Our relationship with the word of God

“Today this Scripture is fulfilled in your hearing” (Luke 4:21). 

As Jesus emerged from the waters of baptism at the end of Matthew 3, the Spirit of God descends like a dove and rests on Him. Then God the Father speaks from heaven, “This is My beloved Son, in whom I am well pleased” (v. 17). We have a wonderful glimpse of the Trinity at the beginning of the Lord Jesus’ public ministry. In the next chapter, the Lord is led by the Holy Spirit, not to meet the needs of those whose lives He would transform, but to meet the enemy of our souls and confront his power and deception. Satan attacks the Lord as he attacked our first parents by doubting what God said, “If You are the Son of God…” By reference to the word of God, the Lord repels every attempt of Satan to question His Person, until finally Satan had to walk away, defeated. The Lord teaches us about the power of God’s word to resist the devil, the world and the flesh. The Son of God is the Word: as the Son of Man, He had the word of God in His heart. 

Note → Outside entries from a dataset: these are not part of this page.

#![deny(
    unsafe_code,
    missing_docs,
    dead_code,
    unused_results,
    non_snake_case,
    unreachable_pub
)]

//! Orchestration layer that drives the Motion Maze world.
//!
//! The engine owns the world and the pure systems. Each submitted command is
//! resolved to completion: the world applies it, systems react to the
//! resulting events with follow-up commands, and the cascade repeats until no
//! commands remain. Afterwards actuator cues are dispatched and observers are
//! notified with a committed snapshot.

mod runtime;

use std::collections::VecDeque;

use motion_maze_core::{
    ActuatorCue, CellCoord, Command, Event, GameSnapshot, GameStateKind, MazeDimensions,
};
use motion_maze_system_event_spawner::{self as event_spawner, BoardView, EventSpawner};
use motion_maze_system_status_decay::{self as status_decay, StatusDecay};
use motion_maze_world::{self as world, query, MazeError, World, WorldConfig};
use thiserror::Error;
use tracing::{debug, info, warn};

pub use runtime::{EngineHandle, Submitter};

const SPAWNER_SEED_SALT: u64 = 0x9e37_79b9_7f4a_7c15;
const DECAY_SEED_SALT: u64 = 0xc2b2_ae3d_27d4_eb4f;

/// Errors surfaced by the engine and its runtime.
#[derive(Debug, Error)]
pub enum EngineError {
    /// The world could not build its maze.
    #[error("failed to construct the world")]
    World(#[from] MazeError),
    /// The runtime no longer accepts signals.
    #[error("engine is shutting down")]
    ShuttingDown,
    /// The worker thread panicked before returning the engine.
    #[error("engine worker terminated unexpectedly")]
    WorkerPanicked,
}

/// Receives a committed snapshot after every resolution.
pub trait Observer: Send {
    /// Called once per resolution with the snapshot and the events it produced.
    fn on_update(&mut self, snapshot: &GameSnapshot, events: &[Event]);
}

/// Fire-and-forget sink for actuator feedback.
pub trait ActuatorLink: Send {
    /// Hands a cue to the actuator without waiting for delivery.
    fn dispatch(&mut self, cue: ActuatorCue);
}

/// Handle returned by [`Engine::subscribe`].
#[derive(Clone, Copy, Debug, PartialEq, Eq, Hash)]
pub struct SubscriptionId(u64);

/// Owns the world, its systems and its collaborators.
pub struct Engine {
    world: World,
    spawner: EventSpawner,
    decay: StatusDecay,
    observers: Vec<(SubscriptionId, Box<dyn Observer>)>,
    next_subscription: u64,
    actuator: Option<Box<dyn ActuatorLink>>,
}

impl std::fmt::Debug for Engine {
    fn fmt(&self, f: &mut std::fmt::Formatter<'_>) -> std::fmt::Result {
        f.debug_struct("Engine")
            .field("world", &self.world)
            .field("observers", &self.observers.len())
            .field("actuator", &self.actuator.is_some())
            .finish()
    }
}

impl Engine {
    /// Creates an engine whose systems derive their seeds from the world seed.
    pub fn new(config: WorldConfig) -> Result<Self, EngineError> {
        let seed = config.rng_seed();
        let world = World::new(config)?;
        Ok(Self {
            world,
            spawner: EventSpawner::new(event_spawner::Config::new(seed ^ SPAWNER_SEED_SALT)),
            decay: StatusDecay::new(status_decay::Config::new(seed ^ DECAY_SEED_SALT)),
            observers: Vec::new(),
            next_subscription: 0,
            actuator: None,
        })
    }

    /// Installs the actuator that receives feedback cues.
    pub fn set_actuator(&mut self, actuator: Box<dyn ActuatorLink>) {
        self.actuator = Some(actuator);
    }

    /// Registers an observer notified after every resolution.
    pub fn subscribe(&mut self, observer: Box<dyn Observer>) -> SubscriptionId {
        let id = SubscriptionId(self.next_subscription);
        self.next_subscription = self.next_subscription.wrapping_add(1);
        self.observers.push((id, observer));
        id
    }

    /// Removes an observer, reporting whether it was registered.
    pub fn unsubscribe(&mut self, id: SubscriptionId) -> bool {
        let before = self.observers.len();
        self.observers.retain(|(existing, _)| *existing != id);
        self.observers.len() != before
    }

    /// Read-only access to the world.
    #[must_use]
    pub fn world(&self) -> &World {
        &self.world
    }

    /// Captures a snapshot of the committed game state.
    #[must_use]
    pub fn snapshot(&self) -> GameSnapshot {
        query::snapshot(&self.world)
    }

    /// Starts a new game from level one.
    pub fn start(&mut self) -> Vec<Event> {
        info!(banner = query::welcome_banner(&self.world), "game_starting");
        self.resolve(Command::StartNewGame)
    }

    /// Resolves a command and every follow-up command it triggers.
    pub fn resolve(&mut self, command: Command) -> Vec<Event> {
        let mut log = Vec::new();
        let mut pending = VecDeque::from([command]);

        while let Some(command) = pending.pop_front() {
            let mut events = Vec::new();
            world::apply(&mut self.world, command, &mut events);
            if events.is_empty() {
                continue;
            }

            let mut follow_up = Vec::new();
            self.run_systems(&events, &mut follow_up);
            pending.extend(follow_up);
            log.extend(events);
        }

        if !log.is_empty() {
            self.publish(&log);
        }
        log
    }

    fn run_systems(&mut self, events: &[Event], out: &mut Vec<Command>) {
        let state = query::game_state(&self.world);
        let maze = query::maze(&self.world);
        let player = query::player(&self.world);
        let world = &self.world;

        let dropped = self.spawner.dropped_requests();
        self.spawner.handle(
            events,
            state,
            BoardView {
                dimensions: maze.dimensions(),
                player: player.cell(),
                is_occupied: |cell: CellCoord| query::is_occupied(world, cell),
            },
            out,
        );
        if self.spawner.dropped_requests() > dropped {
            warn!(
                dropped = self.spawner.dropped_requests(),
                "spawn_request_dropped_no_free_cell"
            );
        }

        self.decay.handle(events, state, player.status(), out);
    }

    fn publish(&mut self, events: &[Event]) {
        let dimensions = query::maze(&self.world).dimensions();
        for event in events {
            debug!(?event, "event_resolved");
            match event {
                Event::StateEntered { state } => info!(?state, "state_entered"),
                Event::LevelStarted { level, dimensions } => info!(
                    level,
                    columns = dimensions.columns(),
                    rows = dimensions.rows(),
                    "level_started"
                ),
                Event::GameOver { level, score } => info!(level, score, "game_over"),
                _ => {}
            }

            let cue = cue_for(event, dimensions);
            if let (Some(actuator), Some(cue)) = (self.actuator.as_mut(), cue) {
                actuator.dispatch(cue);
            }
        }

        if self.observers.is_empty() {
            return;
        }
        let snapshot = query::snapshot(&self.world);
        for (_, observer) in &mut self.observers {
            observer.on_update(&snapshot, events);
        }
    }
}

/// Maps a resolved event to the actuator cue it should trigger, if any.
#[must_use]
pub fn cue_for(event: &Event, dimensions: MazeDimensions) -> Option<ActuatorCue> {
    let cue = match *event {
        Event::GameStarted { .. } => ActuatorCue::GameStarted,
        Event::StateEntered {
            state: GameStateKind::Playing,
        } => ActuatorCue::Playing,
        Event::ObstacleHit { .. } => ActuatorCue::Collision,
        Event::PowerUpCollected { .. } => ActuatorCue::PowerUpCollected,
        Event::PowerUpSpawned { cell, .. } => ActuatorCue::PowerUpSpawned {
            servo: servo_position(cell, dimensions),
        },
        Event::ObstacleSpawned { cell, .. } => ActuatorCue::ObstacleSpawned {
            servo: servo_position(cell, dimensions),
        },
        Event::LevelCompleted { .. } => ActuatorCue::LevelCompleted,
        Event::GameOver { .. } => ActuatorCue::GameOver,
        Event::ButtonAcknowledged => ActuatorCue::ButtonAcknowledged,
        Event::MotionDetected => ActuatorCue::MotionAcknowledged,
        _ => return None,
    };
    Some(cue)
}

/// Servo position in `0..16` that points at a spawn cell.
#[must_use]
pub fn servo_position(cell: CellCoord, dimensions: MazeDimensions) -> u8 {
    let index = u64::from(cell.column()) * u64::from(dimensions.rows()) + u64::from(cell.row());
    (index % 16) as u8
}

#[cfg(test)]
mod tests {
    use super::*;

    #[test]
    fn servo_position_wraps_into_nibble() {
        let dimensions = MazeDimensions::new(10, 10);
        assert_eq!(servo_position(CellCoord::new(0, 3), dimensions), 3);
        assert_eq!(servo_position(CellCoord::new(1, 5), dimensions), 15);
        assert_eq!(servo_position(CellCoord::new(1, 6), dimensions), 0);
        assert_eq!(servo_position(CellCoord::new(9, 9), dimensions), 99 % 16);
    }

    #[test]
    fn only_feedback_events_map_to_cues() {
        let dimensions = MazeDimensions::new(10, 10);
        assert_eq!(
            cue_for(
                &Event::StateEntered {
                    state: GameStateKind::Playing
                },
                dimensions
            ),
            Some(ActuatorCue::Playing)
        );
        assert_eq!(
            cue_for(
                &Event::StateEntered {
                    state: GameStateKind::Paused
                },
                dimensions
            ),
            None
        );
        assert_eq!(cue_for(&Event::SpawnRequested, dimensions), None);
        assert_eq!(
            cue_for(&Event::MotionDetected, dimensions),
            Some(ActuatorCue::MotionAcknowledged)
        );
        assert_eq!(
            cue_for(
                &Event::ObstacleSpawned {
                    cell: CellCoord::new(2, 1),
                    kind: motion_maze_core::ObstacleKind::Ice
                },
                dimensions
            ),
            Some(ActuatorCue::ObstacleSpawned { servo: 5 })
        );
    }
}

In Luke 4, He returned in the power of the Spirit to begin His Galilean ministry. He visits Nazareth where He had been brought up. His custom was to go to the synagogue on the Sabbath day to hear God’s word – what grace! On this occasion, He stood up to read, and He was handed the scroll of the prophet Isaiah. He could have recited the prophet’s writings by heart without hesitation or stumbling, for He breathed those words. But He patiently unrolls the scroll to find the place He wanted to read: 

“The Spirit of the Lord is upon Me, 

Because He has anointed Me 

To preach the gospel to the poor; 

He has sent Me to heal the brokenhearted…” (v. 18). 

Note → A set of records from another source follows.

impl ObstacleKind {
    /// Every obstacle variant, used for uniform selection.
    pub const ALL: [ObstacleKind; 5] = [Self::Trap, Self::Enemy, Self::Pit, Self::Fire, Self::Ice];

    /// Damage the obstacle inflicts on an unshielded player.
    #[must_use]
    pub const fn damage(self) -> u32 {
        match self {
            Self::Trap => 10,
            Self::Enemy => 20,
            Self::Pit => 30,
            Self::Fire => 15,
            Self::Ice => 0,
        }
    }
}

/// Temporary player conditions.
#[derive(Clone, Copy, Debug, PartialEq, Eq, Hash, Serialize, Deserialize)]
pub enum StatusEffect {
    /// Movement is suppressed entirely.
    Trapped,
    /// The next harmful effect is absorbed.
    Shielded,
    /// Half of all movement attempts are dropped.
    Slowed,
    /// Movement displacement is doubled.
    Hastened,
}

impl StatusEffect {
    /// Every status effect.
    pub const ALL: [StatusEffect; 4] = [
        Self::Trapped,
        Self::Shielded,
        Self::Slowed,
        Self::Hastened,
    ];
}

/// Tag identifying the active game state.
#[derive(Clone, Copy, Debug, PartialEq, Eq, Hash, Serialize, Deserialize)]
pub enum GameStateKind {
    /// Inputs drive movement and scoring.
    Playing,
    /// Play is suspended until the button resumes it.
    Paused,
    /// Health ran out; the button restarts from level one.
    GameOver,
    /// The finish was reached; the button advances to the next level.
    Completed,
}
//! Frame printing and periodic status reports.

use std::{
    sync::mpsc::{Receiver, RecvTimeoutError},
    thread::{self, JoinHandle},
    time::Duration,
};

use anyhow::{Context, Result as AnyResult};
use motion_maze_core::{Event, GameSnapshot};
use motion_maze_engine::{Observer, Submitter};
use motion_maze_rendering::{Frame, RenderingBackend, StatusReport};
use tracing::{info, warn};

/// Observer that presents a frame whenever the snapshot changes.
#[derive(Debug)]
pub(crate) struct FrameObserver<B> {
    backend: B,
    last: Option<GameSnapshot>,
}

impl<B: RenderingBackend> FrameObserver<B> {
    pub(crate) const fn new(backend: B) -> Self {
        Self {
            backend,
            last: None,
        }
    }
}

impl<B: RenderingBackend + Send> Observer for FrameObserver<B> {
    fn on_update(&mut self, snapshot: &GameSnapshot, _events: &[Event]) {
        if self.last.as_ref() == Some(snapshot) {
            return;
        }
        if let Err(error) = self.backend.present(&Frame::from_snapshot(snapshot)) {
            warn!(error = %format!("{error:#}"), "frame_present_failed");
        }
        self.last = Some(snapshot.clone());
    }
}

/// Formats a report as a single line of text or JSON.
pub(crate) fn format_report(report: &StatusReport, json: bool) -> AnyResult<String> {
    if json {
        serde_json::to_string(report).context("failed to encode status report")
    } else {
        Ok(report.to_string())
    }
}

/// Pulls a snapshot every `interval` and logs it until `stop` fires.
pub(crate) fn spawn_reporter(
    submitter: Submitter,
    interval: Duration,
    json: bool,
    stop: Receiver<()>,
) -> JoinHandle<()> {
    thread::spawn(move || loop {
        match stop.recv_timeout(interval) {
            Err(RecvTimeoutError::Timeout) => {}
            Ok(()) | Err(RecvTimeoutError::Disconnected) => break,
        }
        let Ok(snapshot) = submitter.snapshot() else {
            break;
        };
        match format_report(&StatusReport::from_snapshot(&snapshot), json) {
            Ok(report) => info!(%report, "status_report"),
            Err(error) => warn!(error = %format!("{error:#}"), "status_report_failed"),
        }
    })
}
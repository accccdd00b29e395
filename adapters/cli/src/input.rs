//! Line-oriented keyboard input.

use anyhow::{anyhow, bail, Context, Result as AnyResult};
use motion_maze_core::{CellCoord, Direction};
use motion_maze_engine::{EngineError, Submitter};

/// Parsed keyboard line.
#[derive(Clone, Copy, Debug, PartialEq, Eq)]
pub(crate) enum Input {
    Move(Direction),
    Button,
    Motion,
    Pause,
    Teleport(CellCoord),
    Quit,
}

impl Input {
    /// Enqueues the matching signal. `Quit` submits nothing.
    pub(crate) fn submit(self, submitter: &Submitter) -> Result<(), EngineError> {
        match self {
            Self::Move(direction) => submitter.submit_movement(direction),
            Self::Button => submitter.submit_button_press(),
            Self::Motion => submitter.submit_motion_trigger(),
            Self::Pause => submitter.submit_pause(),
            Self::Teleport(cell) => submitter.submit_teleport(cell),
            Self::Quit => Ok(()),
        }
    }
}

/// Parses one line; blank lines yield `None`.
pub(crate) fn parse_line(line: &str) -> AnyResult<Option<Input>> {
    let mut words = line.split_whitespace();
    let Some(word) = words.next() else {
        return Ok(None);
    };

    let input = match word.to_ascii_lowercase().as_str() {
        "w" | "up" => Input::Move(Direction::Up),
        "a" | "left" => Input::Move(Direction::Left),
        "s" | "down" => Input::Move(Direction::Down),
        "d" | "right" => Input::Move(Direction::Right),
        "b" | "button" => Input::Button,
        "m" | "motion" => Input::Motion,
        "p" | "pause" => Input::Pause,
        "q" | "quit" => Input::Quit,
        "t" | "teleport" => {
            let column = coordinate(words.next(), "x")?;
            let row = coordinate(words.next(), "y")?;
            Input::Teleport(CellCoord::new(column, row))
        }
        other => bail!("unrecognised input `{other}`"),
    };

    if words.next().is_some() {
        bail!("unexpected trailing input after `{word}`");
    }
    Ok(Some(input))
}

fn coordinate(word: Option<&str>, axis: &str) -> AnyResult<u32> {
    let word = word.ok_or_else(|| anyhow!("teleport needs an {axis} coordinate"))?;
    word.parse()
        .with_context(|| format!("invalid {axis} coordinate `{word}`"))
}

#[cfg(test)]
mod tests {
    use super::*;

    #[test]
    fn parses_movement_aliases() {
        assert_eq!(
            parse_line("w").expect("parse"),
            Some(Input::Move(Direction::Up))
        );
        assert_eq!(
            parse_line("  LEFT ").expect("parse"),
            Some(Input::Move(Direction::Left))
        );
        assert_eq!(
            parse_line("d").expect("parse"),
            Some(Input::Move(Direction::Right))
        );
        assert_eq!(parse_line("").expect("parse"), None);
    }

    #[test]
    fn parses_teleport_coordinates() {
        assert_eq!(
            parse_line("t 3 7").expect("parse"),
            Some(Input::Teleport(CellCoord::new(3, 7)))
        );
        assert!(parse_line("t 3").is_err());
        assert!(parse_line("t -1 2").is_err());
        assert!(parse_line("t 1 2 3").is_err());
    }

    #[test]
    fn rejects_unknown_words() {
        assert!(parse_line("jump").is_err());
        assert!(parse_line("b now").is_err());
        assert_eq!(parse_line("q").expect("parse"), Some(Input::Quit));
    }
}
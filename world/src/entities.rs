//! Single-use power-ups and obstacles.
//!
//! Entities apply their direct effect to the player and hand timed effects
//! back to the caller, which owns the clock and the configured durations.

use motion_maze_core::{CellCoord, ObstacleKind, ObstacleSnapshot, PowerUpKind, PowerUpSnapshot};

use crate::player::{DamageOutcome, Player};

const HEALTH_RESTORED: u32 = 25;
const SCORE_BOOST: i64 = 50;

/// Timed effect an entity asks its caller to apply.
#[derive(Clone, Copy, Debug, PartialEq, Eq)]
pub enum DelegatedEffect {
    /// Grant the hastened status.
    Haste,
    /// Grant the shielded status.
    Shield,
    /// Apply the slowed status.
    Slow,
}

/// Collectible placed on a maze cell.
#[derive(Clone, Copy, Debug, PartialEq, Eq)]
pub struct PowerUp {
    cell: CellCoord,
    kind: PowerUpKind,
}

impl PowerUp {
    /// Creates a power-up of `kind` on `cell`.
    #[must_use]
    pub const fn new(cell: CellCoord, kind: PowerUpKind) -> Self {
        Self { cell, kind }
    }

    /// Cell holding the power-up.
    #[must_use]
    pub const fn cell(&self) -> CellCoord {
        self.cell
    }

    /// Type of the power-up.
    #[must_use]
    pub const fn kind(&self) -> PowerUpKind {
        self.kind
    }

    /// Read-only snapshot of the power-up.
    #[must_use]
    pub const fn snapshot(&self) -> PowerUpSnapshot {
        PowerUpSnapshot {
            cell: self.cell,
            kind: self.kind,
        }
    }

    pub(crate) fn apply(&self, player: &mut Player) -> Option<DelegatedEffect> {
        match self.kind {
            PowerUpKind::Health => {
                player.heal(HEALTH_RESTORED);
                None
            }
            PowerUpKind::Speed => Some(DelegatedEffect::Haste),
            PowerUpKind::Key => {
                player.set_has_key(true);
                None
            }
            PowerUpKind::ScoreBoost => {
                player.add_score(SCORE_BOOST);
                None
            }
            PowerUpKind::Invincibility => Some(DelegatedEffect::Shield),
        }
    }
}

/// Result of running into an obstacle.
#[derive(Clone, Copy, Debug, PartialEq, Eq)]
pub struct ObstacleOutcome {
    /// Health actually removed.
    pub damage: u32,
    /// Whether the shield absorbed the hit.
    pub shield_consumed: bool,
    /// Timed effect the caller still has to apply.
    pub delegated: Option<DelegatedEffect>,
}

/// Hazard placed on a maze cell.
#[derive(Clone, Copy, Debug, PartialEq, Eq)]
pub struct Obstacle {
    cell: CellCoord,
    kind: ObstacleKind,
}

impl Obstacle {
    /// Creates an obstacle of `kind` on `cell`.
    #[must_use]
    pub const fn new(cell: CellCoord, kind: ObstacleKind) -> Self {
        Self { cell, kind }
    }

    /// Cell holding the obstacle.
    #[must_use]
    pub const fn cell(&self) -> CellCoord {
        self.cell
    }

    /// Type of the obstacle.
    #[must_use]
    pub const fn kind(&self) -> ObstacleKind {
        self.kind
    }

    /// Read-only snapshot of the obstacle.
    #[must_use]
    pub const fn snapshot(&self) -> ObstacleSnapshot {
        ObstacleSnapshot {
            cell: self.cell,
            kind: self.kind,
        }
    }

    pub(crate) fn apply(&self, player: &mut Player) -> ObstacleOutcome {
        if self.kind == ObstacleKind::Ice {
            return ObstacleOutcome {
                damage: 0,
                shield_consumed: false,
                delegated: Some(DelegatedEffect::Slow),
            };
        }

        match player.apply_damage(self.kind.damage()) {
            DamageOutcome::Absorbed => ObstacleOutcome {
                damage: 0,
                shield_consumed: true,
                delegated: None,
            },
            DamageOutcome::Applied(damage) => ObstacleOutcome {
                damage,
                shield_consumed: false,
                delegated: None,
            },
        }
    }
}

Then He rolled up the scroll. (The Lord conveys to us a respect for the Holy Scriptures and how we should handle and read them.) In doing so, He caused every eye to be fixed on Him before He began to expound God’s word.

His expounding of the word of God, at the start of His ministry, was consistent with how He taught His disciples about the Law of Moses, the Prophets and the Psalms in Luke 24: 27 and 44-45, at the end of His ministry on earth. He did not focus on creation or the blessings and failures of the patriarchs and Israel. He spoke of Himself against the background of that history. In Nazareth, He was rejected; in Emmaus, the disciples’ hearts burned; and in Jerusalem, their spiritual understanding was opened. 

It should never be a struggle or a weary duty to open the pages of the Bible. We can find a spiritual oasis in one verse of Scripture, and single words can generate both worship and service. Scripture protects us from sin. It heals us when we are injured. It guides when we are lost. It feeds us when we are hungry and comforts us when we sorrow. Above all, it brings us to the feet of the Saviour to learn of Him and find peace and the power to trust and follow Him. As at the beginning of each day the children of Israel found manna, we need to take that morning journey and allow the Lord to break the bread of life and interpret His word to our hearts. We need to start every new day, with all that lies before us, in the presence of our living Saviour, and with burning hearts and clear minds follow Him.